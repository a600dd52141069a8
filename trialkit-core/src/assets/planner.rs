//! Incremental asset batch planning.
//!
//! Given items split into ordered batches, computes which media assets each
//! batch needs that no earlier batch already claimed. Fetching batch `n`
//! before its first item is shown is then enough to present every item in it.

use std::collections::{BTreeSet, HashMap, HashSet};

use serde::{Deserialize, Serialize};

use super::keys::{AssetKey, AssetKind};
use super::resolver::AssetCatalog;
use crate::config::AssetFieldsConfig;
use crate::item::{Item, ItemId};

/// Assets a batch newly requires, plus the items it covers.
#[derive(Debug, Clone, Default, PartialEq, Serialize, Deserialize)]
pub struct AssetBatch {
    pub index: usize,
    pub items: Vec<ItemId>,
    pub images: Vec<AssetKey>,
    pub audio: Vec<AssetKey>,
}

impl AssetBatch {
    /// Whether the batch requires no new assets.
    pub fn is_empty(&self) -> bool {
        self.images.is_empty() && self.audio.is_empty()
    }

    pub fn asset_count(&self) -> usize {
        self.images.len() + self.audio.len()
    }
}

/// Split a flat item list into fixed-size batches, in order. The final batch
/// may be short.
pub fn batch_items(items: &[Item], batch_size: usize) -> Vec<&[Item]> {
    items.chunks(batch_size.max(1)).collect()
}

fn dedup_new(
    keys: impl Iterator<Item = AssetKey>,
    claimed: &mut HashSet<AssetKey>,
) -> Vec<AssetKey> {
    keys.filter(|key| claimed.insert(key.clone())).collect()
}

/// Compute the asset requirements of every batch.
///
/// Keys are deduplicated within a batch and attributed to the first batch
/// that references them.
pub fn plan_asset_batches<'a>(
    batches: impl IntoIterator<Item = &'a [Item]>,
    fields: &AssetFieldsConfig,
) -> AssetPlan {
    let mut claimed_images = HashSet::new();
    let mut claimed_audio = HashSet::new();

    let batches = batches
        .into_iter()
        .enumerate()
        .map(|(index, items)| {
            let images = items
                .iter()
                .flat_map(|item| item.assets.collect(&fields.image_fields).cloned());
            let audio = items
                .iter()
                .flat_map(|item| item.assets.collect(&fields.audio_fields).cloned());

            AssetBatch {
                index,
                items: items.iter().map(|item| item.id.clone()).collect(),
                images: dedup_new(images, &mut claimed_images),
                audio: dedup_new(audio, &mut claimed_audio),
            }
        })
        .collect();

    AssetPlan::new(batches)
}

/// Every asset key referenced by `items`, per kind.
pub fn full_asset_set(
    items: &[Item],
    fields: &AssetFieldsConfig,
) -> (BTreeSet<AssetKey>, BTreeSet<AssetKey>) {
    let images = items
        .iter()
        .flat_map(|item| item.assets.collect(&fields.image_fields).cloned())
        .collect();
    let audio = items
        .iter()
        .flat_map(|item| item.assets.collect(&fields.audio_fields).cloned())
        .collect();
    (images, audio)
}

/// Ordered asset batches and the batch each item belongs to.
#[derive(Debug, Clone, Default)]
pub struct AssetPlan {
    batches: Vec<AssetBatch>,
    item_batch: HashMap<ItemId, usize>,
}

impl AssetPlan {
    pub fn new(batches: Vec<AssetBatch>) -> Self {
        let item_batch = batches
            .iter()
            .flat_map(|batch| batch.items.iter().map(move |id| (id.clone(), batch.index)))
            .collect();
        Self {
            batches,
            item_batch,
        }
    }

    pub fn batches(&self) -> &[AssetBatch] {
        &self.batches
    }

    pub fn len(&self) -> usize {
        self.batches.len()
    }

    pub fn is_empty(&self) -> bool {
        self.batches.is_empty()
    }

    /// Index of the batch holding an item.
    pub fn batch_of(&self, id: &ItemId) -> Option<usize> {
        self.item_batch.get(id).copied()
    }

    /// Catalog assets that no batch requires, to be fetched after all batches.
    pub fn leftover_assets(&self, catalog: &AssetCatalog) -> Vec<(AssetKind, AssetKey)> {
        let planned_images: HashSet<&AssetKey> =
            self.batches.iter().flat_map(|b| b.images.iter()).collect();
        let planned_audio: HashSet<&AssetKey> =
            self.batches.iter().flat_map(|b| b.audio.iter()).collect();

        let mut leftover: Vec<(AssetKind, AssetKey)> = catalog
            .keys(AssetKind::Image)
            .filter(|key| !planned_images.contains(key))
            .map(|key| (AssetKind::Image, key.clone()))
            .chain(
                catalog
                    .keys(AssetKind::Audio)
                    .filter(|key| !planned_audio.contains(key))
                    .map(|key| (AssetKind::Audio, key.clone())),
            )
            .collect();
        leftover.sort();
        leftover
    }
}

#[cfg(test)]
mod tests {
    use super::*;
    use crate::assets::ItemField;
    use crate::item::fixtures::test_item;

    fn media_item(number: u32, image: &str, audio: &str, distractors: &[&str]) -> Item {
        let mut item = test_item(number, "A", 0.0);
        item.assets.insert(ItemField::Image, [image]);
        item.assets.insert(ItemField::AudioFile, [audio]);
        item.assets
            .insert(ItemField::Distractors, distractors.iter().copied());
        item
    }

    fn keys(raw: &[&str]) -> Vec<AssetKey> {
        raw.iter().map(|r| AssetKey::from_reference(r)).collect()
    }

    #[test]
    fn test_batch_items_short_final_batch() {
        let items: Vec<Item> = (0..12).map(|n| test_item(n, "A", 0.0)).collect();
        let batches = batch_items(&items, 5);
        assert_eq!(
            batches.iter().map(|b| b.len()).collect::<Vec<_>>(),
            vec![5, 5, 2]
        );
        assert!(batch_items(&[], 5).is_empty());
    }

    #[test]
    fn test_first_batch_wins() {
        let items = vec![
            media_item(1, "cat", "prompt-one", &[]),
            media_item(2, "cat", "prompt-one", &[]),
            media_item(3, "cat", "prompt-two", &[]),
            media_item(4, "dog", "prompt-one", &[]),
        ];
        let plan = plan_asset_batches(batch_items(&items, 2), &AssetFieldsConfig::default());

        assert_eq!(plan.len(), 2);
        assert_eq!(plan.batches()[0].images, keys(&["cat"]));
        assert_eq!(plan.batches()[0].audio, keys(&["promptOne"]));
        assert_eq!(plan.batches()[1].images, keys(&["dog"]));
        assert_eq!(plan.batches()[1].audio, keys(&["promptTwo"]));
        assert_eq!(plan.batch_of(&items[3].id), Some(1));
    }

    #[test]
    fn test_union_is_full_set_and_batches_disjoint() {
        let items: Vec<Item> = (0..23)
            .map(|n| {
                let image = format!("img-{}", n % 7);
                let audio = format!("audio-{}", n % 5);
                let distractor = format!("img-{}", (n + 3) % 9);
                media_item(n, &image, &audio, &[distractor.as_str()])
            })
            .collect();
        let fields = AssetFieldsConfig {
            image_fields: vec![ItemField::Image, ItemField::Distractors],
            audio_fields: vec![ItemField::AudioFile],
        };

        let plan = plan_asset_batches(batch_items(&items, 4), &fields);
        let (all_images, all_audio) = full_asset_set(&items, &fields);

        let mut seen_images = BTreeSet::new();
        let mut seen_audio = BTreeSet::new();
        for batch in plan.batches() {
            for key in &batch.images {
                assert!(seen_images.insert(key.clone()), "image {} claimed twice", key);
            }
            for key in &batch.audio {
                assert!(seen_audio.insert(key.clone()), "audio {} claimed twice", key);
            }
        }
        assert_eq!(seen_images, all_images);
        assert_eq!(seen_audio, all_audio);
    }

    #[test]
    fn test_leftover_assets() {
        let items = vec![media_item(1, "cat", "meow", &[])];
        let plan = plan_asset_batches(batch_items(&items, 5), &AssetFieldsConfig::default());

        let catalog: AssetCatalog = serde_json::from_value(serde_json::json!({
            "images": {"cat": "img/cat.png", "dog": "img/dog.png"},
            "audio": {"meow": {"uri": "a/meow.mp3"}, "feedbackGood": {"uri": "a/good.mp3"}}
        }))
        .unwrap();

        assert_eq!(
            plan.leftover_assets(&catalog),
            vec![
                (AssetKind::Image, AssetKey::from_reference("dog")),
                (AssetKind::Audio, AssetKey::from_reference("feedbackGood")),
            ]
        );
    }
}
● ● ● ● ●
#### [Exercise brief]
State how many lines of the data above contain the string "cloned", and give no other words.

#### [Solution]
4